[Opening SUPPLIED RECORDS section]

//! AI layer: the drift-analysis prompt and the LLM provider that answers it.

mod prompt;
mod provider;

pub use prompt::{MAX_DRIFT_ITEMS, build_prompt};
pub use provider::{AnalysisProvider, ChatProvider, DEFAULT_API_BASE, ProviderError};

[Closing SUPPLIED RECORDS section]

WHAT TO PRODUCE.
The response has to match the data exactly, line for line.

REPLY.
//! AI layer: the drift-analysis prompt and the LLM provider that answers it.

mod prompt;
mod provider;

pub use prompt::{MAX_DRIFT_ITEMS, build_prompt};
pub use provider::{AnalysisProvider, ChatProvider, DEFAULT_API_BASE, ProviderError};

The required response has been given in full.